De la mozzarella de bufflonne biologique, fabriquée sur des terres confisquées à la mafia italienne : c’est le défi que s’est lancé une coopérative sociale agricole dans une région historique pour la Camorra.
Castel Volturno (Italie), reportage
« Ici, la Camorra a perdu ! » Tel est le message en grosses lettres noires affiché sur le portail de la coopérative sociale Les Terres de Don Peppe Diana, située à Castel Volturno (Campanie), dans le sud de l’Italie. Sur ces terres, donc, la célèbre organisation mafieuse implantée notamment dans cette région n’a plus la mainmise. Il est 7 heures du matin en cette journée d’été et Massimo Rocco, le directeur du site, accueille les visiteurs désireux d’assister à la production de la seule mozzarella d’Italie à revendiquer le label « antimafia ».
Dès le premier coup d’œil, cette exploitation agricole semble avoir quelque chose de particulier. Dans la petite épicerie, qui jouxte le laboratoire de la fromagerie et le bureau de Massimo, on trouve une série de denrées alimentaires labellisées Libera Terra, des produits de tout le pays qui, comme la mozzarella de la coopérative, sont issus d’une démarche sociale et économique, une alternative aux pratiques mafieuses. Depuis 1995, la confédération d’associations Libera, fondée par le prêtre Don Luigi Ciotti, coordonne les initiatives de ce type. Parmi les nombreuses activités qu’elle accompagne se trouve la gestion de biens confisqués par la justice aux personnes liées au crime organisé. Une loi italienne permet en effet de mettre à la disposition de collectivités ou d’entreprises de l’économie sociale et solidaire ces propriétés immobilières et foncières mal acquises. (...)
Avant de produire du fromage biologique et de donner du travail à des ouvriers en réinsertion, ces quelques bâtiments perdus au milieu des champs étaient la propriété d’un certain Michele Zaza, l’un des parrains historiques de la mafia napolitaine.
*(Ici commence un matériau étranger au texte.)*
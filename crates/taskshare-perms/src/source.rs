//! Grant sources consulted by the resolver.
//!
//! Sharing accreted three mechanisms over time. Each is a [`GrantSource`]
//! variant with its own lookup; the resolver walks them in
//! [`GrantSource::PRIORITY`] order and stops at the first hit.

use std::fmt;

use taskshare_core::{GrantTarget, Permission, ResourceRef, UserId};
use taskshare_store::{ResourceFacts, Store};

use crate::error::Result;

/// One historical way of granting access to another user's data.
#[derive(Debug, Clone, Copy, PartialEq, Eq, Hash)]
pub enum GrantSource {
    /// A grant on the category itself, or on the task's category.
    Category,
    /// A deprecated "all my tasks" grant from the resource owner.
    Global,
    /// A deprecated grant on a single task.
    LegacyTask,
}

impl GrantSource {
    /// Lookup order after ownership.
    pub const PRIORITY: [GrantSource; 3] =
        [GrantSource::Category, GrantSource::Global, GrantSource::LegacyTask];

    /// Stable name for logs.
    pub const fn as_str(self) -> &'static str {
        match self {
            GrantSource::Category => "category",
            GrantSource::Global => "global",
            GrantSource::LegacyTask => "legacy_task",
        }
    }

    /// Look up the permission this source grants `actor` on `resource`.
    ///
    /// Returns `None` when the source does not apply to the resource or holds
    /// no grant for the actor.
    pub async fn lookup<S: Store + ?Sized>(
        self,
        store: &S,
        actor: UserId,
        resource: ResourceRef,
        facts: &ResourceFacts,
    ) -> Result<Option<Permission>> {
        let permission = match self {
            GrantSource::Category => match facts.category_id {
                Some(category) => store
                    .get_grant(&GrantTarget::Category(category), actor)
                    .await?
                    .map(|g| g.permission),
                None => None,
            },
            GrantSource::Global => store
                .get_global_grant(facts.owner_id, actor)
                .await?
                .map(|g| g.permission),
            GrantSource::LegacyTask => match resource {
                ResourceRef::Task(task) => store
                    .get_grant(&GrantTarget::Task(task), actor)
                    .await?
                    .map(|g| g.permission),
                ResourceRef::Category(_) => None,
            },
        };
        Ok(permission)
    }
}

impl fmt::Display for GrantSource {
    fn fmt(&self, f: &mut fmt::Formatter<'_>) -> fmt::Result {
        f.write_str(self.as_str())
    }
}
Celui qui avait démarré sa fortune avec la contrebande de cigarettes dans les années 1970 cultivait sur ces terres une passion pour les chevaux. Les écuries ont été saisies par la justice en 1990, mais ce n’est qu’une décennie plus tard qu’elles ont définitivement été confisquées, devenant une propriété de l’État. Après une autre décennie, les écuries et quelques autres lots de terre ont finalement été mis à la disposition de la coopérative sociale montée spécialement par le réseau Libera, via un comité local. L’objectif était d’y créer une double activité : économique, avec la production de divers fromages, légumes et fourrages ; et sociale, avec la création d’un centre d’activités pour la jeunesse. (...)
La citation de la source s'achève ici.